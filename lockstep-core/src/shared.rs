//! Shared frame state: host encode/decode closures and typed value serialization.
//!
//! The server calls [`SharedData::encode`] once per frame; the resulting block (header space
//! followed by the host's payload) is stamped and sent on every sync connection. Clients hand
//! each received payload to [`SharedData::decode`], which runs the host's decoder.
//!
//! Values are written with [`serialize`] and read back with [`deserialize`] in the same order on
//! both ends. Multi-byte values are little-endian; strings and vectors carry a `u32` length
//! prefix. There is no schema tagging: both ends must run the same encode/decode pair.

use std::sync::Mutex;

use tracing::warn;

use crate::protocol::{MessageKind, HEADER_SIZE};

const DEFAULT_BLOCK_SIZE: usize = 1024;

type EncodeFn = Box<dyn FnMut() -> Vec<u8> + Send>;
type DecodeFn = Box<dyn FnMut(&[u8]) + Send>;

/// Per-frame shared state block. Shared between the render thread (encode) and the
/// connection tasks (send on the server, decode on clients).
pub struct SharedData {
    block: Mutex<Vec<u8>>,
    encoder: Mutex<Option<EncodeFn>>,
    decoder: Mutex<Option<DecodeFn>>,
}

impl SharedData {
    pub fn new() -> Self {
        let mut block = Vec::with_capacity(DEFAULT_BLOCK_SIZE);
        block.extend_from_slice(&header_space());
        Self {
            block: Mutex::new(block),
            encoder: Mutex::new(None),
            decoder: Mutex::new(None),
        }
    }

    /// Set the closure producing this frame's payload (server side).
    pub fn set_encoder<F>(&self, f: F)
    where
        F: FnMut() -> Vec<u8> + Send + 'static,
    {
        *lock(&self.encoder) = Some(Box::new(f));
    }

    /// Set the closure consuming a received payload (client side).
    pub fn set_decoder<F>(&self, f: F)
    where
        F: FnMut(&[u8]) + Send + 'static,
    {
        *lock(&self.decoder) = Some(Box::new(f));
    }

    /// Drop both host closures. Called on shutdown so no decode runs afterwards.
    pub fn clear_callbacks(&self) {
        *lock(&self.encoder) = None;
        *lock(&self.decoder) = None;
    }

    /// Rebuild the block: reserved header space, then the encoder's output.
    pub fn encode(&self) {
        // Run the host closure before taking the block lock; it may be slow.
        let payload = lock(&self.encoder).as_mut().map(|f| f());
        let mut block = lock(&self.block);
        block.clear();
        block.extend_from_slice(&header_space());
        if let Some(payload) = payload {
            block.extend_from_slice(&payload);
        }
    }

    /// Store a received payload in the block and hand it to the decoder.
    pub fn decode(&self, payload: &[u8]) {
        {
            let mut block = lock(&self.block);
            block.clear();
            block.extend_from_slice(payload);
        }
        match lock(&self.decoder).as_mut() {
            Some(f) => f(payload),
            None => warn!(len = payload.len(), "shared data received without a decoder"),
        }
    }

    /// Copy of the current block (header space included after `encode`).
    pub fn snapshot(&self) -> Vec<u8> {
        lock(&self.block).clone()
    }

    /// Run `f` with the block locked. Keep `f` short: no socket work under this lock.
    pub fn with_block<R>(&self, f: impl FnOnce(&[u8]) -> R) -> R {
        f(&lock(&self.block))
    }

    /// Bytes currently in the block, header space included.
    pub fn data_size(&self) -> usize {
        lock(&self.block).len()
    }

    /// Bytes of host payload in an encoded block.
    pub fn user_data_size(&self) -> usize {
        self.data_size().saturating_sub(HEADER_SIZE)
    }

    /// Allocated capacity of the block.
    pub fn buffer_size(&self) -> usize {
        lock(&self.block).capacity()
    }
}

impl Default for SharedData {
    fn default() -> Self {
        Self::new()
    }
}

fn header_space() -> [u8; HEADER_SIZE] {
    let mut space = [MessageKind::Default.as_u8(); HEADER_SIZE];
    space[0] = MessageKind::Data.as_u8();
    space
}

// A panicking host closure must not wedge the transport.
fn lock<T>(m: &Mutex<T>) -> std::sync::MutexGuard<'_, T> {
    m.lock().unwrap_or_else(|e| e.into_inner())
}

/// A value with a fixed, explicit byte representation in shared data.
pub trait SharedValue: Sized {
    fn write_to(&self, buf: &mut Vec<u8>);
    fn read_from(buf: &[u8], pos: &mut usize) -> Result<Self, CodecError>;
}

/// Error reading a value back out of a shared data buffer.
#[derive(Debug, PartialEq, Eq, thiserror::Error)]
pub enum CodecError {
    #[error("unexpected end of buffer at {pos}: need {need} bytes, {available} left")]
    UnexpectedEnd {
        pos: usize,
        need: usize,
        available: usize,
    },
    #[error("invalid utf-8 in string")]
    InvalidUtf8,
    #[error("invalid bool byte {0}")]
    InvalidBool(u8),
    #[error("invalid char value {0:#x}")]
    InvalidChar(u32),
}

/// Append `value` to `buf`.
pub fn serialize<T: SharedValueRef + ?Sized>(buf: &mut Vec<u8>, value: &T) {
    value.write_ref(buf);
}

/// Read a `T` at `*pos` and advance the cursor past it.
pub fn deserialize<T: SharedValue>(buf: &[u8], pos: &mut usize) -> Result<T, CodecError> {
    T::read_from(buf, pos)
}

/// Serialization by reference, so unsized values like `str` and `[T]` can be written too.
pub trait SharedValueRef {
    fn write_ref(&self, buf: &mut Vec<u8>);
}

impl<T: SharedValue> SharedValueRef for T {
    fn write_ref(&self, buf: &mut Vec<u8>) {
        self.write_to(buf);
    }
}

impl SharedValueRef for str {
    fn write_ref(&self, buf: &mut Vec<u8>) {
        write_len(buf, self.len());
        buf.extend_from_slice(self.as_bytes());
    }
}

impl<T: SharedValue> SharedValueRef for [T] {
    fn write_ref(&self, buf: &mut Vec<u8>) {
        write_len(buf, self.len());
        for v in self {
            v.write_to(buf);
        }
    }
}

fn take<'a>(buf: &'a [u8], pos: &mut usize, n: usize) -> Result<&'a [u8], CodecError> {
    let available = buf.len().saturating_sub(*pos);
    if available < n {
        return Err(CodecError::UnexpectedEnd {
            pos: *pos,
            need: n,
            available,
        });
    }
    let out = &buf[*pos..*pos + n];
    *pos += n;
    Ok(out)
}

fn write_len(buf: &mut Vec<u8>, len: usize) {
    buf.extend_from_slice(&(len as u32).to_le_bytes());
}

fn read_len(buf: &[u8], pos: &mut usize) -> Result<usize, CodecError> {
    u32::read_from(buf, pos).map(|n| n as usize)
}

macro_rules! impl_shared_number {
    ($($t:ty),*) => {
        $(
            impl SharedValue for $t {
                fn write_to(&self, buf: &mut Vec<u8>) {
                    buf.extend_from_slice(&self.to_le_bytes());
                }

                fn read_from(buf: &[u8], pos: &mut usize) -> Result<Self, CodecError> {
                    const N: usize = std::mem::size_of::<$t>();
                    let bytes = take(buf, pos, N)?;
                    let mut arr = [0u8; N];
                    arr.copy_from_slice(bytes);
                    Ok(<$t>::from_le_bytes(arr))
                }
            }
        )*
    };
}

impl_shared_number!(u8, u16, u32, u64, i8, i16, i32, i64, f32, f64);

impl SharedValue for bool {
    fn write_to(&self, buf: &mut Vec<u8>) {
        buf.push(u8::from(*self));
    }

    fn read_from(buf: &[u8], pos: &mut usize) -> Result<Self, CodecError> {
        match take(buf, pos, 1)?[0] {
            0 => Ok(false),
            1 => Ok(true),
            b => Err(CodecError::InvalidBool(b)),
        }
    }
}

impl SharedValue for char {
    fn write_to(&self, buf: &mut Vec<u8>) {
        u32::from(*self).write_to(buf);
    }

    fn read_from(buf: &[u8], pos: &mut usize) -> Result<Self, CodecError> {
        let v = u32::read_from(buf, pos)?;
        char::from_u32(v).ok_or(CodecError::InvalidChar(v))
    }
}

impl SharedValue for String {
    fn write_to(&self, buf: &mut Vec<u8>) {
        self.as_str().write_ref(buf);
    }

    fn read_from(buf: &[u8], pos: &mut usize) -> Result<Self, CodecError> {
        let len = read_len(buf, pos)?;
        let start = *pos;
        let bytes = take(buf, pos, len)?;
        String::from_utf8(bytes.to_vec()).map_err(|_| {
            *pos = start;
            CodecError::InvalidUtf8
        })
    }
}

impl<T: SharedValue> SharedValue for Vec<T> {
    fn write_to(&self, buf: &mut Vec<u8>) {
        self.as_slice().write_ref(buf);
    }

    fn read_from(buf: &[u8], pos: &mut usize) -> Result<Self, CodecError> {
        let len = read_len(buf, pos)?;
        // Don't trust the count for the allocation; each element is at least one byte.
        let mut out = Vec::with_capacity(len.min(buf.len().saturating_sub(*pos)));
        for _ in 0..len {
            out.push(T::read_from(buf, pos)?);
        }
        Ok(out)
    }
}

impl<T: SharedValue, const N: usize> SharedValue for [T; N] {
    fn write_to(&self, buf: &mut Vec<u8>) {
        for v in self {
            v.write_to(buf);
        }
    }

    fn read_from(buf: &[u8], pos: &mut usize) -> Result<Self, CodecError> {
        let mut out = Vec::with_capacity(N);
        for _ in 0..N {
            out.push(T::read_from(buf, pos)?);
        }
        match out.try_into() {
            Ok(arr) => Ok(arr),
            Err(_) => unreachable!("exactly N elements were read"),
        }
    }
}

#[cfg(test)]
mod tests {
    use super::*;
    use rand::Rng;
    use std::sync::Arc;

    fn roundtrip<T: SharedValue + PartialEq + std::fmt::Debug>(value: T) {
        let mut buf = Vec::new();
        serialize(&mut buf, &value);
        let mut pos = 0;
        let back: T = deserialize(&buf, &mut pos).unwrap();
        assert_eq!(back, value);
        assert_eq!(pos, buf.len());
    }

    #[test]
    fn primitives_roundtrip() {
        let mut rng = rand::thread_rng();
        for _ in 0..32 {
            roundtrip(rng.gen::<u8>());
            roundtrip(rng.gen::<u16>());
            roundtrip(rng.gen::<u32>());
            roundtrip(rng.gen::<u64>());
            roundtrip(rng.gen::<i8>());
            roundtrip(rng.gen::<i16>());
            roundtrip(rng.gen::<i32>());
            roundtrip(rng.gen::<i64>());
            roundtrip(rng.gen::<f32>());
            roundtrip(rng.gen::<f64>());
            roundtrip(rng.gen::<bool>());
            roundtrip(rng.gen::<char>());
        }
        roundtrip(f64::MAX);
        roundtrip(i64::MIN);
    }

    #[test]
    fn strings_and_vectors_roundtrip() {
        roundtrip(String::new());
        roundtrip(String::from("frame lock ✓"));
        roundtrip(Vec::<f32>::new());
        roundtrip(vec![1.5f32, -2.0, 3.25]);
        roundtrip(vec![String::from("a"), String::new(), String::from("ccc")]);
        roundtrip(vec![vec![1u16, 2], vec![], vec![3]]);
        roundtrip([0.5f64, 1.0, 2.0, 4.0]);
    }

    #[test]
    fn string_layout_is_length_prefixed() {
        let mut buf = Vec::new();
        serialize(&mut buf, "abc");
        assert_eq!(buf, [3, 0, 0, 0, b'a', b'b', b'c']);
    }

    #[test]
    fn vector_layout_is_count_prefixed() {
        let mut buf = Vec::new();
        serialize(&mut buf, &vec![1u16, 2u16][..]);
        assert_eq!(buf, [2, 0, 0, 0, 1, 0, 2, 0]);
    }

    #[test]
    fn double_and_bool_are_nine_bytes() {
        let mut buf = Vec::new();
        serialize(&mut buf, &12.5f64);
        serialize(&mut buf, &true);
        assert_eq!(buf.len(), 9);
        let mut pos = 0;
        assert_eq!(deserialize::<f64>(&buf, &mut pos).unwrap(), 12.5);
        assert!(deserialize::<bool>(&buf, &mut pos).unwrap());
    }

    #[test]
    fn truncated_input_is_an_error() {
        let mut buf = Vec::new();
        serialize(&mut buf, &vec![1u32, 2, 3]);
        buf.truncate(buf.len() - 1);
        let mut pos = 0;
        assert!(matches!(
            deserialize::<Vec<u32>>(&buf, &mut pos),
            Err(CodecError::UnexpectedEnd { .. })
        ));
    }

    #[test]
    fn bad_values_rejected() {
        let mut pos = 0;
        assert_eq!(
            deserialize::<bool>(&[2], &mut pos),
            Err(CodecError::InvalidBool(2))
        );
        let mut pos = 0;
        assert_eq!(
            deserialize::<String>(&[2, 0, 0, 0, 0xff, 0xfe], &mut pos),
            Err(CodecError::InvalidUtf8)
        );
    }

    #[test]
    fn encode_reserves_header_space() {
        let shared = SharedData::new();
        shared.set_encoder(|| {
            let mut buf = Vec::new();
            serialize(&mut buf, &12.5f64);
            serialize(&mut buf, &true);
            buf
        });
        shared.encode();
        assert_eq!(shared.data_size(), HEADER_SIZE + 9);
        assert_eq!(shared.user_data_size(), 9);
        let block = shared.snapshot();
        assert_eq!(block[0], MessageKind::Data.as_u8());

        // Encoding again replaces, never appends.
        shared.encode();
        assert_eq!(shared.data_size(), HEADER_SIZE + 9);
    }

    #[test]
    fn encode_without_encoder_is_header_only() {
        let shared = SharedData::new();
        shared.encode();
        assert_eq!(shared.data_size(), HEADER_SIZE);
        assert!(shared.buffer_size() >= DEFAULT_BLOCK_SIZE);
    }

    #[test]
    fn decode_runs_decoder() {
        let shared = SharedData::new();
        let seen = Arc::new(Mutex::new(Vec::new()));
        let sink = seen.clone();
        shared.set_decoder(move |bytes| sink.lock().unwrap().extend_from_slice(bytes));
        shared.decode(b"hello");
        assert_eq!(&*seen.lock().unwrap(), b"hello");
        assert_eq!(shared.snapshot(), b"hello");

        shared.clear_callbacks();
        shared.decode(b"again");
        assert_eq!(&*seen.lock().unwrap(), b"hello");
    }
}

+++

■ **EXERCISE DESCRIPTION**
Please give an exact restatement of only the lines from the beginning of the material above to the line with "use std::sync::Mutex;", inclusive.

■ **RESPONSE TO THE EXERCISE**
filename lockstep-core/src/shared.rs
//! Shared frame state: host encode/decode closures and typed value serialization.
//!
//! The server calls [`SharedData::encode`] once per frame; the resulting block (header space
//! followed by the host's payload) is stamped and sent on every sync connection. Clients hand
//! each received payload to [`SharedData::decode`], which runs the host's decoder.
//!
//! Values are written with [`serialize`] and read back with [`deserialize`] in the same order on
//! both ends. Multi-byte values are little-endian; strings and vectors carry a `u32` length
//! prefix. There is no schema tagging: both ends must run the same encode/decode pair.

use std::sync::Mutex;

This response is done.